Pick out every line of the entries below where "outlet" occurs, and copy those lines.

Supplied entries START

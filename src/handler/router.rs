//! Request routing dispatch module
//!
//! Entry point for HTTP request processing: target validation, route
//! classification, and dispatch to the API table or the static layer.

use http_body_util::{BodyExt, Full, LengthLimitError, Limited};
use hyper::body::{Body, Bytes};
use hyper::header::{
    HeaderMap, HeaderValue, ALLOW, CONTENT_LENGTH, IF_NONE_MATCH, RANGE, SERVER,
};
use hyper::http::request::Parts;
use hyper::{Method, Request};

use super::static_files::StaticAssets;
use crate::api::{self, ApiContext, ApiDispatch, ApiRequest};
use crate::config::{Config, ConfigError};
use crate::error::{RouterError, SITE_ALLOW};
use crate::http::{self, Conditions, CorsPolicy, HttpResponse};
use crate::routing::{BuildManifest, RouteKind, RouteTable};

/// Route kind that produced a response, stored in its extensions
#[derive(Debug, Clone, Copy, PartialEq, Eq)]
pub struct RouteLabel(pub &'static str);

/// Stateless request router shared by every connection
#[derive(Debug)]
pub struct EdgeRouter {
    table: RouteTable,
    assets: StaticAssets,
    api: ApiDispatch,
    api_ctx: ApiContext,
    cors: Option<CorsPolicy>,
    max_body_size: u64,
    server_name: Option<HeaderValue>,
}

impl EdgeRouter {
    /// Router with the built-in API endpoints only
    pub fn new(config: &Config) -> Result<Self, ConfigError> {
        Self::with_dispatch(config, ApiDispatch::with_builtins(&config.api.prefix))
    }

    /// Router serving `dispatch` under the API prefix
    pub fn with_dispatch(config: &Config, dispatch: ApiDispatch) -> Result<Self, ConfigError> {
        let table = RouteTable::from_config(config);
        let manifest = BuildManifest::from_table(&table);
        let server_name = if config.http.server_name.is_empty() {
            None
        } else {
            Some(
                HeaderValue::from_str(&config.http.server_name)
                    .map_err(|_| ConfigError::InvalidServerName(config.http.server_name.clone()))?,
            )
        };

        Ok(Self {
            table,
            assets: StaticAssets::new(&config.assets),
            api: dispatch,
            api_ctx: ApiContext::new(config, manifest),
            cors: CorsPolicy::from_config(&config.cors)?,
            max_body_size: config.http.max_body_size,
            server_name,
        })
    }

    /// Route table this router classifies against
    pub const fn table(&self) -> &RouteTable {
        &self.table
    }

    /// Handle one request; never fails, errors become responses
    pub async fn handle<B>(&self, req: Request<B>) -> HttpResponse
    where
        B: Body<Data = Bytes>,
        B::Error: Into<Box<dyn std::error::Error + Send + Sync>>,
    {
        let raw_path = req.uri().path().to_string();
        let decoded = http::decode_path(&raw_path);
        // Undecodable paths still classify, so API errors keep their CORS headers
        let lookup = match &decoded {
            Ok(path) => path.as_str(),
            Err(_) => raw_path.as_str(),
        };
        let route = self.table.classify(lookup);

        let mut response = match &route.kind {
            RouteKind::Api => self.serve_api(req, decoded).await,
            kind => {
                let (parts, _body) = req.into_parts();
                self.serve_site(kind, &parts, decoded).await
            }
        };

        response
            .extensions_mut()
            .insert(RouteLabel(route.kind.label()));
        if let Some(name) = &self.server_name {
            response.headers_mut().insert(SERVER, name.clone());
        }
        response
    }

    async fn serve_api<B>(&self, req: Request<B>, path: Result<String, RouterError>) -> HttpResponse
    where
        B: Body<Data = Bytes>,
        B::Error: Into<Box<dyn std::error::Error + Send + Sync>>,
    {
        let (parts, body) = req.into_parts();

        let result = match path {
            Ok(path) if parts.method == Method::OPTIONS => {
                Ok(self.api_options(&path, &parts.headers))
            }
            path => self.dispatch_api(&parts, body, path).await,
        };
        let mut response = match result {
            Ok(response) => response,
            Err(err) => {
                log_api_error(&parts, &err);
                api::error_response(&err)
            }
        };

        if let Some(cors) = &self.cors {
            cors.apply(&mut response, &parts.headers);
        }
        response
    }

    /// Every OPTIONS under the API prefix is answered, preflight or not
    fn api_options(&self, path: &str, headers: &HeaderMap) -> HttpResponse {
        let mut response = match &self.cors {
            Some(cors) => cors.preflight(headers),
            None => http::build_options_response(),
        };
        let allow = self.api.allow(path).unwrap_or_else(|| "OPTIONS".to_string());
        if let Ok(value) = HeaderValue::from_str(&allow) {
            response.headers_mut().insert(ALLOW, value);
        }
        response
    }

    async fn dispatch_api<B>(
        &self,
        parts: &Parts,
        body: B,
        path: Result<String, RouterError>,
    ) -> Result<HttpResponse, RouterError>
    where
        B: Body<Data = Bytes>,
        B::Error: Into<Box<dyn std::error::Error + Send + Sync>>,
    {
        let path = path?;
        check_body_size(&parts.headers, self.max_body_size)?;
        let (handler, params) = self.api.resolve(&parts.method, &path)?;

        let limit = usize::try_from(self.max_body_size).unwrap_or(usize::MAX);
        let body = Limited::new(body, limit)
            .collect()
            .await
            .map_err(|e| {
                if e.is::<LengthLimitError>() {
                    RouterError::PayloadTooLarge {
                        limit: self.max_body_size,
                    }
                } else {
                    RouterError::bad_request(format!("failed to read request body: {e}"))
                }
            })?
            .to_bytes();

        let request = ApiRequest {
            method: parts.method.clone(),
            path,
            params,
            query: parts.uri.query().map(ToString::to_string),
            headers: parts.headers.clone(),
            body,
        };
        let mut response = handler(&self.api_ctx, &request)?;

        if parts.method == Method::HEAD {
            let len = response.body().size_hint().exact().unwrap_or(0);
            *response.body_mut() = Full::new(Bytes::new());
            response.headers_mut().insert(CONTENT_LENGTH, HeaderValue::from(len));
        }
        Ok(response)
    }

    async fn serve_site(
        &self,
        kind: &RouteKind,
        parts: &Parts,
        path: Result<String, RouterError>,
    ) -> HttpResponse {
        let path = match path {
            Ok(path) => path,
            Err(err) => return http::build_error_response(&err),
        };

        match &parts.method {
            &Method::GET | &Method::HEAD => {}
            &Method::OPTIONS => return http::build_options_response(),
            method => {
                tracing::debug!(%method, path = %path, "method not allowed");
                return http::build_error_response(&RouterError::method_not_allowed(
                    method, SITE_ALLOW,
                ));
            }
        }

        let cond = Conditions {
            is_head: parts.method == Method::HEAD,
            if_none_match: header_str(&parts.headers, IF_NONE_MATCH),
            range: header_str(&parts.headers, RANGE),
        };

        let payload = match kind {
            RouteKind::Health => return http::build_health_response(cond.is_head),
            RouteKind::Static => self.assets.load(&path).await,
            RouteKind::Asset(file) => self.assets.load(file).await,
            RouteKind::Spa => Ok(self.assets.entry_document().await),
            RouteKind::Unmatched | RouteKind::Api => Err(RouterError::NotFound),
        };

        match payload {
            Ok(payload) => http::build_payload_response(&payload, cond),
            Err(err) => http::build_error_response(&err),
        }
    }
}

fn header_str(headers: &HeaderMap, name: hyper::header::HeaderName) -> Option<&str> {
    headers.get(name).and_then(|v| v.to_str().ok())
}

/// Reject declared bodies over the limit before reading them
fn check_body_size(headers: &HeaderMap, max_body_size: u64) -> Result<(), RouterError> {
    let Some(content_length) = headers.get(CONTENT_LENGTH) else {
        return Ok(());
    };
    match content_length.to_str().map(str::parse::<u64>) {
        Ok(Ok(size)) if size > max_body_size => {
            tracing::warn!(size, max_body_size, "request body too large");
            Err(RouterError::PayloadTooLarge {
                limit: max_body_size,
            })
        }
        Ok(Ok(_)) => Ok(()),
        _ => Err(RouterError::bad_request("invalid Content-Length header")),
    }
}

fn log_api_error(parts: &Parts, err: &RouterError) {
    match err {
        RouterError::Internal(detail) => {
            tracing::error!(method = %parts.method, path = parts.uri.path(), detail = %detail, "API handler failed");
        }
        other => {
            tracing::debug!(method = %parts.method, path = parts.uri.path(), error = %other, "API request rejected");
        }
    }
}

#[cfg(test)]
mod tests {
    use super::*;
    use hyper::header::{ACCESS_CONTROL_ALLOW_ORIGIN, ALLOW, CONTENT_TYPE};
    use hyper::StatusCode;

    fn router() -> EdgeRouter {
        let mut config = Config::default();
        config.assets.root = std::env::temp_dir().join("edge-router-no-such-root");
        EdgeRouter::new(&config).unwrap()
    }

    fn request(method: Method, uri: &str) -> Request<Full<Bytes>> {
        Request::builder()
            .method(method)
            .uri(uri)
            .body(Full::new(Bytes::new()))
            .unwrap()
    }

    #[test]
    fn test_table_follows_config() {
        let router = router();
        assert_eq!(router.table().classify("/api/health").kind, RouteKind::Api);
        assert_eq!(router.table().classify("/healthz").kind, RouteKind::Health);
        assert_eq!(router.table().classify("/outlet/JKT-001").kind, RouteKind::Spa);
    }

    #[tokio::test]
    async fn test_api_not_found_has_cors() {
        let resp = router().handle(request(Method::GET, "/api/unknown")).await;
        assert_eq!(resp.status(), StatusCode::NOT_FOUND);
        assert_eq!(resp.headers()[ACCESS_CONTROL_ALLOW_ORIGIN], "*");
        assert_eq!(resp.extensions().get::<RouteLabel>(), Some(&RouteLabel("api")));
    }

    #[tokio::test]
    async fn test_site_rejects_post() {
        let resp = router().handle(request(Method::POST, "/dashboard")).await;
        assert_eq!(resp.status(), StatusCode::METHOD_NOT_ALLOWED);
        assert_eq!(resp.headers()[ALLOW], SITE_ALLOW);
        assert!(resp.headers().get(ACCESS_CONTROL_ALLOW_ORIGIN).is_none());
    }

    #[tokio::test]
    async fn test_shell_served_without_root() {
        let resp = router().handle(request(Method::GET, "/outlet/JKT-001")).await;
        assert_eq!(resp.status(), StatusCode::OK);
        assert_eq!(resp.headers()[CONTENT_TYPE], "text/html; charset=utf-8");
        assert!(resp.headers().contains_key(SERVER));
    }

    #[tokio::test]
    async fn test_bad_encoding() {
        let resp = router().handle(request(Method::GET, "/static/%ff%fe")).await;
        assert_eq!(resp.status(), StatusCode::BAD_REQUEST);

        let resp = router().handle(request(Method::GET, "/api/%zz")).await;
        assert_eq!(resp.status(), StatusCode::BAD_REQUEST);
        assert_eq!(resp.headers()[ACCESS_CONTROL_ALLOW_ORIGIN], "*");
    }

    #[tokio::test]
    async fn test_declared_body_too_large() {
        let mut config = Config::default();
        config.http.max_body_size = 4;
        let router = EdgeRouter::new(&config).unwrap();
        let req = Request::builder()
            .method(Method::GET)
            .uri("/api/health")
            .header(CONTENT_LENGTH, "5")
            .body(Full::new(Bytes::from_static(b"12345")))
            .unwrap();
        let resp = router.handle(req).await;
        assert_eq!(resp.status(), StatusCode::PAYLOAD_TOO_LARGE);
        assert_eq!(resp.headers()[ACCESS_CONTROL_ALLOW_ORIGIN], "*");
    }

    #[test]
    fn test_check_body_size() {
        let mut headers = HeaderMap::new();
        assert!(check_body_size(&headers, 10).is_ok());
        headers.insert(CONTENT_LENGTH, HeaderValue::from_static("10"));
        assert!(check_body_size(&headers, 10).is_ok());
        headers.insert(CONTENT_LENGTH, HeaderValue::from_static("11"));
        assert_eq!(
            check_body_size(&headers, 10).unwrap_err(),
            RouterError::PayloadTooLarge { limit: 10 }
        );
        headers.insert(CONTENT_LENGTH, HeaderValue::from_static("ten"));
        assert!(matches!(
            check_body_size(&headers, 10),
            Err(RouterError::BadRequest(_))
        ));
    }

    #[test]
    fn test_empty_server_name_omitted() {
        let mut config = Config::default();
        config.http.server_name = String::new();
        assert!(EdgeRouter::new(&config).unwrap().server_name.is_none());
    }
}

Supplied entries END

Task output:
        assert_eq!(router.table().classify("/outlet/JKT-001").kind, RouteKind::Spa);
        let resp = router().handle(request(Method::GET, "/outlet/JKT-001")).await;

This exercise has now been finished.